The treatment of primary as well as secondary sternum osteomyelitis consists of resection of the periosteum and affected bone. Unless grossly infected, the posterior periosteum must be kept intact to preserve the mediastinal integrity . Despite reports of successful conservative treatment using antibiotics alone, early surgical intervention plus bacterial control is the definitive treatment; it reduces morbidity, and is the most cost-effective approach for the patient . After debridement, options described in the literature for wound closure are secondary intention closure or muscle flap rotation [6, 7]. We report a case of primary osteomyelitis surgically treated with debridement and antibiotics, followed by hyperbaric oxygen therapy (HBOT).
Primary sternal osteomyelitis is a rare disease and is usually associated with any procedure of central venous catheterization. The case in question shows a young patient without comorbidities, no drug addiction nor prior vascular intervention, and the diagnosis was long delayed by the lack of reasonable suspicion of the pathology. We believe that if there had not been fast intervention, then this patient would have had a catastrophic or even fatal outcome. Treatment was mainly by immunosuppression with corticosteroids in sternal infection. This infection usually is polymicrobial, and S. aureus, which was cultured from our patient, is the most frequent one in these cases [5–7].
Primary sternal osteomyelitis treatment, as well as secondary, is based in surgical debridement and bacterial control with antibiotics. Most of the time, after these procedures, the wound is led to second intention healing or is followed by muscle flap rotation. The exact time to heal by second intention cannot be predicted because it depends on several factors, such as its evolution degree, and this technique can even progress to chronic wounds. The muscle flap rotation technique involves another surgical approach and the wound usually takes longer than 10 days to heal completely .
However, there are still no studies in the literature demonstrating the benefits of the use of HBOT for the treatment of primary sternal osteomyelitis, considering it is a rare event.
This case shows the difficulties of early diagnosis in primary sternal osteomyelitis and the risks of some wrong therapeutics.

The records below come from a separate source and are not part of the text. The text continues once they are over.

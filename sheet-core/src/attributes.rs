//! The six core attributes and their score block.

use serde::{Deserialize, Serialize};
use std::fmt;

/// Maximum allowed sum across all six attribute scores.
pub const ATTRIBUTE_POINT_CAP: i32 = 70;

/// Score every attribute starts at when a character is created.
pub const BASE_SCORE: i32 = 10;

/// The six core attributes. Closed set: no custom attributes.
#[derive(Debug, Clone, Copy, PartialEq, Eq, Hash, Serialize, Deserialize)]
pub enum Attribute {
    Strength,
    Dexterity,
    Constitution,
    Intelligence,
    Wisdom,
    Charisma,
}

impl Attribute {
    pub fn name(&self) -> &'static str {
        match self {
            Attribute::Strength => "Strength",
            Attribute::Dexterity => "Dexterity",
            Attribute::Constitution => "Constitution",
            Attribute::Intelligence => "Intelligence",
            Attribute::Wisdom => "Wisdom",
            Attribute::Charisma => "Charisma",
        }
    }

    pub fn all() -> [Attribute; 6] {
        [
            Attribute::Strength,
            Attribute::Dexterity,
            Attribute::Constitution,
            Attribute::Intelligence,
            Attribute::Wisdom,
            Attribute::Charisma,
        ]
    }
}

impl fmt::Display for Attribute {
    fn fmt(&self, f: &mut fmt::Formatter<'_>) -> fmt::Result {
        write!(f, "{}", self.name())
    }
}

/// Derived bonus/penalty for a score.
///
/// Floor division so scores below 10 go correctly negative:
/// 9 -> -1, 8 -> -1, 7 -> -2.
pub fn modifier(score: i32) -> i32 {
    (score - 10).div_euclid(2)
}

/// Attribute scores for one character.
///
/// Scores are plain integers with no lower floor: decrements below the
/// conventional minimum (or below zero) are allowed. The only bound is
/// the [`ATTRIBUTE_POINT_CAP`] on the sum, enforced at mutation time
/// by the character, not here.
#[derive(Debug, Clone, PartialEq, Eq, Serialize, Deserialize)]
#[serde(rename_all = "PascalCase")]
pub struct Attributes {
    pub strength: i32,
    pub dexterity: i32,
    pub constitution: i32,
    pub intelligence: i32,
    pub wisdom: i32,
    pub charisma: i32,
}

impl Attributes {
    pub fn new(str: i32, dex: i32, con: i32, int: i32, wis: i32, cha: i32) -> Self {
        Self {
            strength: str,
            dexterity: dex,
            constitution: con,
            intelligence: int,
            wisdom: wis,
            charisma: cha,
        }
    }

    pub fn get(&self, attribute: Attribute) -> i32 {
        match attribute {
            Attribute::Strength => self.strength,
            Attribute::Dexterity => self.dexterity,
            Attribute::Constitution => self.constitution,
            Attribute::Intelligence => self.intelligence,
            Attribute::Wisdom => self.wisdom,
            Attribute::Charisma => self.charisma,
        }
    }

    pub fn set(&mut self, attribute: Attribute, value: i32) {
        match attribute {
            Attribute::Strength => self.strength = value,
            Attribute::Dexterity => self.dexterity = value,
            Attribute::Constitution => self.constitution = value,
            Attribute::Intelligence => self.intelligence = value,
            Attribute::Wisdom => self.wisdom = value,
            Attribute::Charisma => self.charisma = value,
        }
    }

    pub fn modifier(&self, attribute: Attribute) -> i32 {
        modifier(self.get(attribute))
    }

    /// Sum of all six scores, checked against the cap on every change.
    pub fn total(&self) -> i32 {
        Attribute::all().iter().map(|&a| self.get(a)).sum()
    }
}

impl Default for Attributes {
    fn default() -> Self {
        Self::new(
            BASE_SCORE, BASE_SCORE, BASE_SCORE, BASE_SCORE, BASE_SCORE, BASE_SCORE,
        )
    }
}

#[cfg(test)]
mod tests {
    use super::*;

    #[test]
    fn test_modifier_table() {
        assert_eq!(modifier(10), 0);
        assert_eq!(modifier(11), 0);
        assert_eq!(modifier(12), 1);
        assert_eq!(modifier(16), 3);
        assert_eq!(modifier(20), 5);
    }

    #[test]
    fn test_modifier_below_ten_is_negative() {
        assert_eq!(modifier(9), -1);
        assert_eq!(modifier(8), -1);
        assert_eq!(modifier(7), -2);
        assert_eq!(modifier(0), -5);
        assert_eq!(modifier(-1), -6);
    }

    #[test]
    fn test_default_scores_and_total() {
        let attributes = Attributes::default();
        for attribute in Attribute::all() {
            assert_eq!(attributes.get(attribute), BASE_SCORE);
        }
        assert_eq!(attributes.total(), 60);
    }

    #[test]
    fn test_get_set_round_trip() {
        let mut attributes = Attributes::default();
        attributes.set(Attribute::Dexterity, 14);
        assert_eq!(attributes.get(Attribute::Dexterity), 14);
        assert_eq!(attributes.modifier(Attribute::Dexterity), 2);
    }

    #[test]
    fn test_wire_keys_are_pascal_case() {
        let json = serde_json::to_value(Attributes::default()).unwrap();
        assert_eq!(json["Strength"], 10);
        assert_eq!(json["Charisma"], 10);
        assert!(json.get("strength").is_none());
    }
}
//! Failure values raised by the application under test and by its fakes.

use serde::{Deserialize, Serialize};
use serde_json::{Map, Value};
use thiserror::Error;

/// An application-level error.
///
/// Expected-error assertions address its fields by dot path, so it is
/// represented as a JSON object: `name`, `message` and any extra fields.
#[derive(Debug, Clone, PartialEq, Error, Serialize, Deserialize)]
#[error("{name}: {message}")]
pub struct AppError {
    /// Error class name (`Error` unless set).
    #[serde(default = "default_name")]
    pub name: String,
    /// Human-readable message.
    #[serde(default)]
    pub message: String,
    /// Additional fields (`code`, `statusCode`, ...).
    #[serde(flatten)]
    pub data: Map<String, Value>,
}

fn default_name() -> String {
    "Error".to_string()
}

impl AppError {
    /// Creates an `Error` with a message.
    #[must_use]
    pub fn new(message: impl Into<String>) -> Self {
        Self {
            name: default_name(),
            message: message.into(),
            data: Map::new(),
        }
    }

    /// Sets the error name (builder pattern).
    #[must_use]
    pub fn with_name(mut self, name: impl Into<String>) -> Self {
        self.name = name.into();
        self
    }

    /// Adds an extra field (builder pattern).
    #[must_use]
    pub fn with_field(mut self, key: impl Into<String>, value: Value) -> Self {
        self.data.insert(key.into(), value);
        self
    }

    /// Builds an error from an arbitrary payload.
    ///
    /// Objects keep their fields; strings become the message; anything else
    /// is kept under `value` with its JSON text as the message.
    #[must_use]
    pub fn from_value(payload: Value) -> Self {
        match payload {
            Value::Object(mut map) => {
                let name = match map.remove("name") {
                    Some(Value::String(name)) => name,
                    _ => default_name(),
                };
                let message = match map.remove("message") {
                    Some(Value::String(message)) => message,
                    Some(other) => other.to_string(),
                    None => String::new(),
                };
                Self {
                    name,
                    message,
                    data: map,
                }
            }
            Value::String(message) => Self::new(message),
            other => Self::new(other.to_string()).with_field("value", other),
        }
    }

    /// The error as a JSON object.
    #[must_use]
    pub fn to_value(&self) -> Value {
        let mut map = self.data.clone();
        map.insert("name".to_string(), Value::String(self.name.clone()));
        map.insert("message".to_string(), Value::String(self.message.clone()));
        Value::Object(map)
    }
}

#[cfg(test)]
mod tests {
    use super::*;
    use pretty_assertions::assert_eq;
    use serde_json::json;

    #[test]
    fn test_object_payload_keeps_fields() {
        let error = AppError::from_value(json!({
            "name": "NotFound",
            "message": "no such user",
            "statusCode": 404
        }));
        assert_eq!(error.name, "NotFound");
        assert_eq!(error.message, "no such user");
        assert_eq!(
            error.to_value(),
            json!({"name": "NotFound", "message": "no such user", "statusCode": 404})
        );
    }

    #[test]
    fn test_string_payload_becomes_message() {
        let error = AppError::from_value(json!("boom"));
        assert_eq!(error.to_string(), "Error: boom");
    }

    #[test]
    fn test_scalar_payload_is_kept() {
        let error = AppError::from_value(json!(42));
        assert_eq!(error.message, "42");
        assert_eq!(error.data.get("value"), Some(&json!(42)));
    }
}
//! Engine assembly.
//!
//! [`EngineBuilder`] wires the default adapters (reqwest transport, SigV4
//! signer, file system loader, embedded JSON schema, tokio harness) around
//! the application's modules and services. Any adapter can be replaced.

use std::path::PathBuf;
use std::sync::Arc;

use tapestry_application::dispatch::TaskDispatcher;
use tapestry_application::invoke::{
    CallbackStrategy, DirectStrategy, Handler, InvocationStrategy, ModuleRegistry,
};
use tapestry_application::lifecycle::TestLifecycle;
use tapestry_application::mock::{MockManager, ServiceRegistry};
use tapestry_application::ports::{
    RequestSigner, ResourceLoader, SchemaValidator, TestHarness, Transport, TransportError,
};
use tapestry_application::suite::{DocumentSource, SuiteBuilder, SuiteError, SuitePlan, SuiteReport};
use tapestry_domain::{EngineSettings, SeedContext};
use tapestry_infrastructure::{
    FsResourceLoader, JsonSchemaValidator, ReqwestTransport, SchemaError, SigV4Signer,
    TokioHarness,
};
use thiserror::Error;
use tracing::info;

/// Errors raised while assembling or running the engine.
#[derive(Debug, Error)]
pub enum EngineError {
    /// The suite could not be built; no case ran.
    #[error(transparent)]
    Suite(#[from] SuiteError),

    /// The HTTP transport could not be created.
    #[error("cannot create HTTP transport: {0}")]
    Transport(#[from] TransportError),

    /// The document schema could not be compiled.
    #[error(transparent)]
    Schema(#[from] SchemaError),

    /// The working directory could not be determined.
    #[error("cannot determine base directory: {0}")]
    BaseDir(String),

    /// The harness returned no report for the suite.
    #[error("harness produced no report")]
    NoReport,
}

/// Result type alias for engine operations.
pub type EngineResult<T> = Result<T, EngineError>;

/// Builder for [`Engine`].
#[derive(Default)]
pub struct EngineBuilder {
    settings: EngineSettings,
    modules: ModuleRegistry,
    services: ServiceRegistry,
    strategy: Option<Arc<dyn InvocationStrategy>>,
    transport: Option<Arc<dyn Transport>>,
    signer: Option<Arc<dyn RequestSigner>>,
    loader: Option<Arc<dyn ResourceLoader>>,
    validator: Option<Arc<dyn SchemaValidator>>,
}

impl EngineBuilder {
    /// Sets the engine settings.
    #[must_use]
    pub fn settings(mut self, settings: EngineSettings) -> Self {
        self.settings = settings;
        self
    }

    /// Sets the directory relative paths are resolved against.
    #[must_use]
    pub fn base_dir(mut self, base_dir: impl Into<PathBuf>) -> Self {
        self.settings.base_dir = Some(base_dir.into());
        self
    }

    /// Registers a module whose default export is `handler`.
    #[must_use]
    pub fn module(mut self, path: &str, handler: Handler) -> Self {
        self.modules.register_handler(path, handler);
        self
    }

    /// Registers a named export of a module.
    #[must_use]
    pub fn export(mut self, path: &str, key: &str, handler: Handler) -> Self {
        self.modules.register_export(path, key, handler);
        self
    }

    /// Uses `services` as the registry stubs are installed in.
    #[must_use]
    pub fn services(mut self, services: ServiceRegistry) -> Self {
        self.services = services;
        self
    }

    /// Invokes callback-style handlers.
    #[must_use]
    pub fn callback_style(self) -> Self {
        self.strategy(Arc::new(CallbackStrategy))
    }

    /// Sets the invocation strategy (direct by default).
    #[must_use]
    pub fn strategy(mut self, strategy: Arc<dyn InvocationStrategy>) -> Self {
        self.strategy = Some(strategy);
        self
    }

    /// Replaces the HTTP transport.
    #[must_use]
    pub fn transport(mut self, transport: Arc<dyn Transport>) -> Self {
        self.transport = Some(transport);
        self
    }

    /// Replaces the request signer.
    #[must_use]
    pub fn signer(mut self, signer: Arc<dyn RequestSigner>) -> Self {
        self.signer = Some(signer);
        self
    }

    /// Replaces the resource loader.
    #[must_use]
    pub fn loader(mut self, loader: Arc<dyn ResourceLoader>) -> Self {
        self.loader = Some(loader);
        self
    }

    /// Replaces the document validator.
    #[must_use]
    pub fn validator(mut self, validator: Arc<dyn SchemaValidator>) -> Self {
        self.validator = Some(validator);
        self
    }

    /// Builds the engine, creating default adapters where none were set.
    ///
    /// # Errors
    ///
    /// Returns an error if a default adapter cannot be created.
    pub fn build(self) -> EngineResult<Engine> {
        let loader: Arc<dyn ResourceLoader> = match self.loader {
            Some(loader) => loader,
            None => {
                let base_dir = match &self.settings.base_dir {
                    Some(dir) => dir.clone(),
                    None => std::env::current_dir().map_err(|e| EngineError::BaseDir(e.to_string()))?,
                };
                Arc::new(FsResourceLoader::new(base_dir).with_cache(self.settings.cache_resources))
            }
        };
        let transport: Arc<dyn Transport> = match self.transport {
            Some(transport) => transport,
            None => Arc::new(ReqwestTransport::new()?),
        };
        let validator: Arc<dyn SchemaValidator> = match self.validator {
            Some(validator) => validator,
            None => Arc::new(JsonSchemaValidator::document()?),
        };
        let signer = self.signer.unwrap_or_else(|| Arc::new(SigV4Signer::new()));
        let strategy = self.strategy.unwrap_or_else(|| Arc::new(DirectStrategy));

        let dispatcher = TaskDispatcher::new(
            transport,
            signer,
            Arc::clone(&loader),
            MockManager::new(self.services.clone(), Arc::clone(&loader)),
        );
        let suites = SuiteBuilder::new(
            validator,
            loader,
            Arc::new(self.modules),
            TestLifecycle::new(dispatcher, strategy),
        );

        Ok(Engine {
            settings: self.settings,
            services: self.services,
            suites,
        })
    }
}

/// A configured test engine.
#[derive(Clone)]
pub struct Engine {
    settings: EngineSettings,
    services: ServiceRegistry,
    suites: SuiteBuilder,
}

impl Engine {
    /// Starts building an engine.
    #[must_use]
    pub fn builder() -> EngineBuilder {
        EngineBuilder::default()
    }

    /// The service registry stubs are installed in.
    #[must_use]
    pub const fn services(&self) -> &ServiceRegistry {
        &self.services
    }

    /// The engine settings.
    #[must_use]
    pub const fn settings(&self) -> &EngineSettings {
        &self.settings
    }

    /// Validates and plans a document without running it.
    ///
    /// # Errors
    ///
    /// Returns an error if the document is missing, invalid, or names an
    /// unknown module.
    pub async fn plan(
        &self,
        source: impl Into<DocumentSource>,
        seed: SeedContext,
    ) -> EngineResult<SuitePlan> {
        Ok(self.suites.build(source, seed).await?)
    }

    /// Validates a document and registers its suite with `harness`.
    ///
    /// Nothing is registered when validation fails.
    ///
    /// # Errors
    ///
    /// Returns an error if the document is missing, invalid, or names an
    /// unknown module.
    pub async fn make_tests(
        &self,
        source: impl Into<DocumentSource>,
        seed: SeedContext,
        harness: &mut dyn TestHarness,
    ) -> EngineResult<()> {
        let plan = self.plan(source, seed).await?;
        info!(suite = %plan.name, cases = plan.cases.len(), "suite registered");
        harness.register(plan);
        Ok(())
    }

    /// Validates, plans and runs a document with a [`TokioHarness`] built
    /// from the engine settings.
    ///
    /// # Errors
    ///
    /// Returns an error if the suite cannot be built. Case failures are
    /// reported in the [`SuiteReport`].
    pub async fn run_document(
        &self,
        source: impl Into<DocumentSource>,
        seed: SeedContext,
    ) -> EngineResult<SuiteReport> {
        let mut harness = TokioHarness::from_settings(&self.settings);
        self.make_tests(source, seed, &mut harness).await?;
        harness.run().await.pop().ok_or(EngineError::NoReport)
    }
}

impl std::fmt::Debug for Engine {
    fn fmt(&self, f: &mut std::fmt::Formatter<'_>) -> std::fmt::Result {
        f.debug_struct("Engine")
            .field("settings", &self.settings)
            .field("services", &self.services)
            .finish_non_exhaustive()
    }
}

The satisfying outcome of this patient reflects the quick action to promote surgical debridement and the use of antibiotics, which are both recommended treatments. The closure of the wound in 10 days after debridement suggests that the HBOT might have indirectly, but not conclusively, aided in the premature closure of the wound, avoiding a longer healing by second intention closure or muscle flap rotation.
Although there is no hard evidence that HBOT improves the final outcome of primary sternal osteomyelitis, this case shows a highly positive closure for the patient. In addition to well-established standard treatments such as surgical debridement and bacterial control, HBOT could be recommended as an adjunct tool of therapy for patients with primary sternal osteomyelitis [5, 8, 11].
Written informed consent was obtained from the patient for publication of this case report and accompanying images. A copy of the written consent is available for review by the Editor-in-Chief of this journal.